All that was going through his mind at after four in the morning. Before he had his bath.
By the time he walked out of his compound and towards the bus stop, he was mad enough to charge Aso Rock with his bare hands and spit in the president’s face – if he made it that far. And then, as he came out into the street and remembered there were no okadas to carry him to the bus stop – from where he planned to catch a BRT bus to work, he jumped up and stomped down in frustration.
“God!” he yelled. “Which kain life be dis sef?!”
Hearing no answer he continued to mumble underneath his breath; something about not paying his tithes that month, and started the long walk towards the main road out of his neighborhood.
Twenty-nine minutes later he was on the BRT line, sweating from the running-walk. He looked at his BB screen; 6:12am. Still have time; he surmised, staring at the various faces on the line. Some stared back woodenly, looking like mannequins in a boutique window. Others were chatting animatedly as though they were lined up outside a Tuface or D’Banj show or something, looking excited. Maybe they are living their dreams; he thought to himself. I can’t hate them for that.
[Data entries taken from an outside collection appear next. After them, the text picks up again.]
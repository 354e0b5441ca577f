use serde::{Deserialize, Serialize};

/// Column type tags the engine understands. The wire layer maps these onto
/// MySQL protocol column types; the planner maps sqlparser types into them.
#[derive(Debug, Clone, Copy, PartialEq, Eq, Hash, Serialize, Deserialize)]
#[serde(rename_all = "lowercase")]
pub enum DataType {
    TinyInt,
    SmallInt,
    Int,
    BigInt,
    UTinyInt,
    USmallInt,
    UInt,
    UBigInt,
    Float,
    Double,
    Boolean,
    Varchar,
    Blob,
    Date,
    Time,
    DateTime,
    Timestamp,
}

impl DataType {
    pub fn is_integer(&self) -> bool {
        matches!(
            self,
            DataType::TinyInt
                | DataType::SmallInt
                | DataType::Int
                | DataType::BigInt
                | DataType::UTinyInt
                | DataType::USmallInt
                | DataType::UInt
                | DataType::UBigInt
        )
    }

    pub fn is_unsigned(&self) -> bool {
        matches!(
            self,
            DataType::UTinyInt | DataType::USmallInt | DataType::UInt | DataType::UBigInt
        )
    }

    pub fn is_numeric(&self) -> bool {
        self.is_integer() || matches!(self, DataType::Float | DataType::Double)
    }

    pub fn is_temporal(&self) -> bool {
        matches!(
            self,
            DataType::Date | DataType::Time | DataType::DateTime | DataType::Timestamp
        )
    }

    /// Lowercase name as shown by SHOW COLUMNS / DESCRIBE.
    pub fn name(&self) -> &'static str {
        match self {
            DataType::TinyInt => "tinyint",
            DataType::SmallInt => "smallint",
            DataType::Int => "int",
            DataType::BigInt => "bigint",
            DataType::UTinyInt => "tinyint unsigned",
            DataType::USmallInt => "smallint unsigned",
            DataType::UInt => "int unsigned",
            DataType::UBigInt => "bigint unsigned",
            DataType::Float => "float",
            DataType::Double => "double",
            DataType::Boolean => "tinyint(1)",
            DataType::Varchar => "varchar",
            DataType::Blob => "blob",
            DataType::Date => "date",
            DataType::Time => "time",
            DataType::DateTime => "datetime",
            DataType::Timestamp => "timestamp",
        }
    }
}
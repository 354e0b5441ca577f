use std::cmp::Ordering;
use std::collections::HashMap;

use common::err::CResult;
use common::row::Row;
use common::value::Value;
use planner::logical::plan::{AggExpr, AggFunc, NamedExpr};

use crate::context::ExecContext;
use crate::expression::evaluate;
use crate::operator::Operator;

/// Running state of one aggregate inside one group.
#[derive(Debug, Clone)]
pub enum AggState {
    Count(u64),
    Sum(Value),
    Avg { sum: Value, count: u64 },
    Min(Value),
    Max(Value),
}

impl AggState {
    pub fn new(func: AggFunc) -> AggState {
        match func {
            AggFunc::CountStar | AggFunc::Count => AggState::Count(0),
            AggFunc::Sum => AggState::Sum(Value::Null),
            AggFunc::Avg => AggState::Avg {
                sum: Value::Null,
                count: 0,
            },
            AggFunc::Min => AggState::Min(Value::Null),
            AggFunc::Max => AggState::Max(Value::Null),
        }
    }

    /// Fold one input. Null inputs are skipped by everything except
    /// COUNT(*), whose callers pass a non-null marker.
    pub fn update(&mut self, value: &Value) -> CResult<()> {
        if value.is_null() {
            return Ok(());
        }
        match self {
            AggState::Count(n) => *n += 1,
            AggState::Sum(acc) => {
                *acc = if acc.is_null() {
                    value.clone()
                } else {
                    acc.add(value)?
                };
            }
            AggState::Avg { sum, count } => {
                *sum = if sum.is_null() {
                    value.clone()
                } else {
                    sum.add(value)?
                };
                *count += 1;
            }
            AggState::Min(acc) => {
                if acc.is_null() || value.compare(acc) == Some(Ordering::Less) {
                    *acc = value.clone();
                }
            }
            AggState::Max(acc) => {
                if acc.is_null() || value.compare(acc) == Some(Ordering::Greater) {
                    *acc = value.clone();
                }
            }
        }
        Ok(())
    }

    pub fn finalize(&self) -> CResult<Value> {
        Ok(match self {
            AggState::Count(n) => Value::BigInt(*n as i64),
            AggState::Sum(acc) | AggState::Min(acc) | AggState::Max(acc) => acc.clone(),
            AggState::Avg { sum, count } => {
                if *count == 0 {
                    Value::Null
                } else {
                    sum.div(&Value::BigInt(*count as i64))?
                }
            }
        })
    }
}

/// Hash aggregation: one bucket per distinct group key, keyed by the
/// deterministic serialization of the group expressions.
pub struct HashAggregateExec {
    group_by: Vec<NamedExpr>,
    aggregates: Vec<AggExpr>,
    child: Box<dyn Operator>,
    output: Vec<Row>,
    cursor: usize,
}

impl HashAggregateExec {
    pub fn new(
        group_by: Vec<NamedExpr>,
        aggregates: Vec<AggExpr>,
        child: Box<dyn Operator>,
    ) -> Self {
        HashAggregateExec {
            group_by,
            aggregates,
            child,
            output: Vec::new(),
            cursor: 0,
        }
    }
}

impl Operator for HashAggregateExec {
    fn open(&mut self, ctx: &ExecContext) -> CResult<()> {
        self.child.open(ctx)?;

        // group key → (key values, aggregate states), insertion-ordered
        // through the side vector for deterministic output
        let mut buckets: HashMap<String, usize> = HashMap::new();
        let mut groups: Vec<(Vec<Value>, Vec<AggState>)> = Vec::new();

        loop {
            ctx.qctx.ensure_active()?;
            let Some(row) = self.child.next(ctx)? else {
                break;
            };
            let mut key_values = Vec::with_capacity(self.group_by.len());
            let mut key = String::new();
            for g in &self.group_by {
                let v = evaluate(&g.expr, &row, ctx)?;
                key.push_str(&v.key());
                key.push('\u{1f}');
                key_values.push(v);
            }
            let index = match buckets.get(&key) {
                Some(i) => *i,
                None => {
                    let states = self
                        .aggregates
                        .iter()
                        .map(|a| AggState::new(a.func))
                        .collect();
                    groups.push((key_values, states));
                    buckets.insert(key, groups.len() - 1);
                    groups.len() - 1
                }
            };
            let states = &mut groups[index].1;
            for (agg, state) in self.aggregates.iter().zip(states.iter_mut()) {
                let input = match (&agg.func, &agg.arg) {
                    (AggFunc::CountStar, _) => Value::BigInt(1),
                    (_, Some(arg)) => evaluate(arg, &row, ctx)?,
                    (_, None) => Value::BigInt(1),
                };
                state.update(&input)?;
            }
        }

        // an empty input without GROUP BY still yields one row:
        // COUNT = 0, SUM/AVG/MIN/MAX = null
        if groups.is_empty() && self.group_by.is_empty() && !self.aggregates.is_empty() {
            groups.push((
                Vec::new(),
                self.aggregates.iter().map(|a| AggState::new(a.func)).collect(),
            ));
        }

        let mut output = Vec::with_capacity(groups.len());
        for (key_values, states) in groups {
            let mut row = Row::new();
            for (g, v) in self.group_by.iter().zip(key_values) {
                row.set(g.name(), v);
            }
            for (agg, state) in self.aggregates.iter().zip(states) {
                row.set(agg.alias.clone(), state.finalize()?);
            }
            output.push(row);
        }
        self.output = output;
        self.cursor = 0;
        Ok(())
    }

    fn next(&mut self, ctx: &ExecContext) -> CResult<Option<Row>> {
        ctx.qctx.ensure_active()?;
        if self.cursor >= self.output.len() {
            return Ok(None);
        }
        let row = self.output[self.cursor].clone();
        self.cursor += 1;
        Ok(Some(row))
    }

    fn close(&mut self, ctx: &ExecContext) -> CResult<()> {
        self.output.clear();
        self.child.close(ctx)
    }
}

#[cfg(test)]
mod test {
    use planner::ast::expr::Expr;
    use planner::physical::plan::PhysicalPlan;

    use super::*;
    use crate::expression::test::test_ctx;

    fn values(columns: &[&str], rows: Vec<Vec<Value>>) -> PhysicalPlan {
        PhysicalPlan::Values {
            columns: columns.iter().map(|c| c.to_string()).collect(),
            rows: rows
                .into_iter()
                .map(|r| r.into_iter().map(Expr::Literal).collect())
                .collect(),
        }
    }

    fn aggregate(
        input: PhysicalPlan,
        group: &[&str],
        aggs: Vec<(AggFunc, Option<&str>, &str)>,
    ) -> PhysicalPlan {
        PhysicalPlan::HashAggregate {
            group_by: group.iter().map(|g| NamedExpr::new(Expr::col(*g))).collect(),
            aggregates: aggs
                .into_iter()
                .map(|(func, arg, alias)| AggExpr {
                    func,
                    arg: arg.map(Expr::col),
                    alias: alias.to_string(),
                })
                .collect(),
            input: Box::new(input),
        }
    }

    #[test]
    fn groups_and_null_skipping() {
        let input = values(
            &["k", "v"],
            vec![
                vec![Value::String("a".into()), Value::Int(1)],
                vec![Value::String("a".into()), Value::Null],
                vec![Value::String("b".into()), Value::Int(5)],
            ],
        );
        let plan = aggregate(
            input,
            &["k"],
            vec![
                (AggFunc::CountStar, None, "count(*)"),
                (AggFunc::Count, Some("v"), "count(v)"),
                (AggFunc::Sum, Some("v"), "sum(v)"),
                (AggFunc::Avg, Some("v"), "avg(v)"),
            ],
        );
        let ctx = test_ctx();
        let rows = crate::execute_plan(&plan, &ctx).unwrap().rows;
        assert_eq!(rows.len(), 2);
        let a = rows
            .iter()
            .find(|r| r.value("k") == Value::String("a".into()))
            .unwrap();
        assert_eq!(a.value("count(*)"), Value::BigInt(2));
        assert_eq!(a.value("count(v)"), Value::BigInt(1));
        assert_eq!(a.value("sum(v)"), Value::Int(1));
        assert_eq!(a.value("avg(v)"), Value::Double(1.0));
    }

    #[test]
    fn empty_input_yields_single_zero_row() {
        let plan = aggregate(
            values(&["v"], vec![]),
            &[],
            vec![
                (AggFunc::CountStar, None, "count(*)"),
                (AggFunc::Sum, Some("v"), "sum(v)"),
                (AggFunc::Min, Some("v"), "min(v)"),
            ],
        );
        let ctx = test_ctx();
        let rows = crate::execute_plan(&plan, &ctx).unwrap().rows;
        assert_eq!(rows.len(), 1);
        assert_eq!(rows[0].value("count(*)"), Value::BigInt(0));
        assert_eq!(rows[0].value("sum(v)"), Value::Null);
        assert_eq!(rows[0].value("min(v)"), Value::Null);
    }

    #[test]
    fn distinct_via_empty_aggregate_list() {
        let input = values(
            &["k"],
            vec![
                vec![Value::Int(1)],
                vec![Value::Int(1)],
                vec![Value::Int(2)],
            ],
        );
        let plan = aggregate(input, &["k"], vec![]);
        let ctx = test_ctx();
        let rows = crate::execute_plan(&plan, &ctx).unwrap().rows;
        assert_eq!(rows.len(), 2);
    }
}
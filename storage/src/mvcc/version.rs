use std::sync::atomic::{AtomicU64, Ordering};

use common::row::Row;

/// `xmax` value of a version nobody deleted.
pub const INFINITY: u64 = u64::MAX;

/// One immutable tuple version. Only `xmax` ever changes after creation,
/// through a single compare-and-swap from infinity to the deleter's id.
#[derive(Debug)]
pub struct TupleVersion {
    /// Stable locator inside the owning table.
    pub ctid: u64,
    /// Creating transaction.
    pub xmin: u64,
    /// Deleting transaction, infinity while live.
    xmax: AtomicU64,
    pub data: Row,
}

impl TupleVersion {
    pub fn new(ctid: u64, xmin: u64, data: Row) -> Self {
        TupleVersion {
            ctid,
            xmin,
            xmax: AtomicU64::new(INFINITY),
            data,
        }
    }

    pub fn xmax(&self) -> u64 {
        self.xmax.load(Ordering::SeqCst)
    }

    pub fn is_live(&self) -> bool {
        self.xmax() == INFINITY
    }

    /// Flip the deletion mark. Fails when another transaction already
    /// claimed the tuple; the caller turns that into a conflict error.
    pub fn mark_deleted(&self, xid: u64) -> bool {
        self.xmax
            .compare_exchange(INFINITY, xid, Ordering::SeqCst, Ordering::SeqCst)
            .is_ok()
    }
}

#[cfg(test)]
mod test {
    use super::*;

    #[test]
    fn delete_mark_is_exclusive() {
        let v = TupleVersion::new(1, 7, Row::new());
        assert!(v.is_live());
        assert!(v.mark_deleted(9));
        assert!(!v.mark_deleted(10));
        assert_eq!(v.xmax(), 9);
    }
}
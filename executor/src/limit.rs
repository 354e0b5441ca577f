use common::err::CResult;
use common::row::Row;

use crate::context::ExecContext;
use crate::operator::Operator;

/// Skips `offset` rows, passes at most `limit`, then reports end without
/// draining the child further.
pub struct LimitExec {
    limit: Option<usize>,
    offset: usize,
    child: Box<dyn Operator>,
    skipped: usize,
    emitted: usize,
}

impl LimitExec {
    pub fn new(limit: Option<usize>, offset: usize, child: Box<dyn Operator>) -> Self {
        LimitExec {
            limit,
            offset,
            child,
            skipped: 0,
            emitted: 0,
        }
    }
}

impl Operator for LimitExec {
    fn open(&mut self, ctx: &ExecContext) -> CResult<()> {
        self.skipped = 0;
        self.emitted = 0;
        self.child.open(ctx)
    }

    fn next(&mut self, ctx: &ExecContext) -> CResult<Option<Row>> {
        if let Some(limit) = self.limit {
            if self.emitted >= limit {
                return Ok(None);
            }
        }
        loop {
            ctx.qctx.ensure_active()?;
            let Some(row) = self.child.next(ctx)? else {
                return Ok(None);
            };
            if self.skipped < self.offset {
                self.skipped += 1;
                continue;
            }
            self.emitted += 1;
            return Ok(Some(row));
        }
    }

    fn close(&mut self, ctx: &ExecContext) -> CResult<()> {
        self.child.close(ctx)
    }
}

#[cfg(test)]
mod test {
    use common::value::Value;
    use planner::ast::expr::Expr;
    use planner::physical::plan::PhysicalPlan;

    use super::*;
    use crate::expression::test::test_ctx;

    fn numbers(n: i32) -> PhysicalPlan {
        PhysicalPlan::Values {
            columns: vec!["v".into()],
            rows: (0..n)
                .map(|i| vec![Expr::Literal(Value::Int(i))])
                .collect(),
        }
    }

    fn run(plan: PhysicalPlan) -> Vec<Row> {
        let ctx = test_ctx();
        crate::execute_plan(&plan, &ctx).unwrap().rows
    }

    #[test]
    fn limit_zero_returns_no_rows_successfully() {
        let plan = PhysicalPlan::Limit {
            limit: Some(0),
            offset: 0,
            input: Box::new(numbers(5)),
        };
        assert!(run(plan).is_empty());
    }

    #[test]
    fn offset_past_end_returns_empty() {
        let plan = PhysicalPlan::Limit {
            limit: Some(10),
            offset: 100,
            input: Box::new(numbers(5)),
        };
        assert!(run(plan).is_empty());
    }

    #[test]
    fn offset_then_limit() {
        let plan = PhysicalPlan::Limit {
            limit: Some(2),
            offset: 1,
            input: Box::new(numbers(5)),
        };
        let rows = run(plan);
        assert_eq!(rows.len(), 2);
        assert_eq!(rows[0].value("v"), Value::Int(1));
        assert_eq!(rows[1].value("v"), Value::Int(2));
    }
}
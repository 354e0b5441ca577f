/// First payload byte of server response packets.
pub struct ResponseType;

impl ResponseType {
    pub const OK: u8 = 0x00;

    pub const AUTH_PLUGIN_SWITCH: u8 = 0xFE;

    pub const EOF: u8 = 0xFE;

    pub const ERROR: u8 = 0xFF;

    /// Null cell marker in text protocol rows.
    pub const NULL_VALUE: u8 = 0xFB;
}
He looked around for one of the ticket salesgirls and saw her standing with a fair lady who was obviously buying a bus ticket. The sales girl’s had her back to Priye, so instead he watched the lady doing the buying. She was slim, all arms and legs. But there was something about the way she wore the suit she was wearing that made her look like a fair version of Kelly Rowland. Priye did not like Beyoncé.
The arrival of a bus reminded him that he was yet to buy a ticket. Quickly he looked around, searching for the girl from before. His roving eyes met that of the fair ‘Kelly Rowland’ as she looked at him long and searchingly before slowly dragging her gaze away. Priye felt funny inside and started thinking about speaking to her.
Expecting the line to start moving, he was therefore taken aback when the freshly-arrived bus just drove past the queue and went to park somewhere behind the line. Priye joined his voice to that of other people raised in complaints.
“If you don’t like your job, quit.”
Priye was startled. The voice came from in front of him.
He blinked before realizing that the sales girl was standing a few meters to his left, facing him with a small smile hovering around full lips and trimmed eyebrows raised. He cleared his throat.
“Excuse me?” he asked her.
She nodded and said, “Ticket?”
Priye was confused. The voice wasn’t the same anymore.
In a daze, he reached into his pocket and pulled out his wallet. Fumbling, he picked up the first thing his fingers touched and handed it to her. It was his GT Bank ATM card.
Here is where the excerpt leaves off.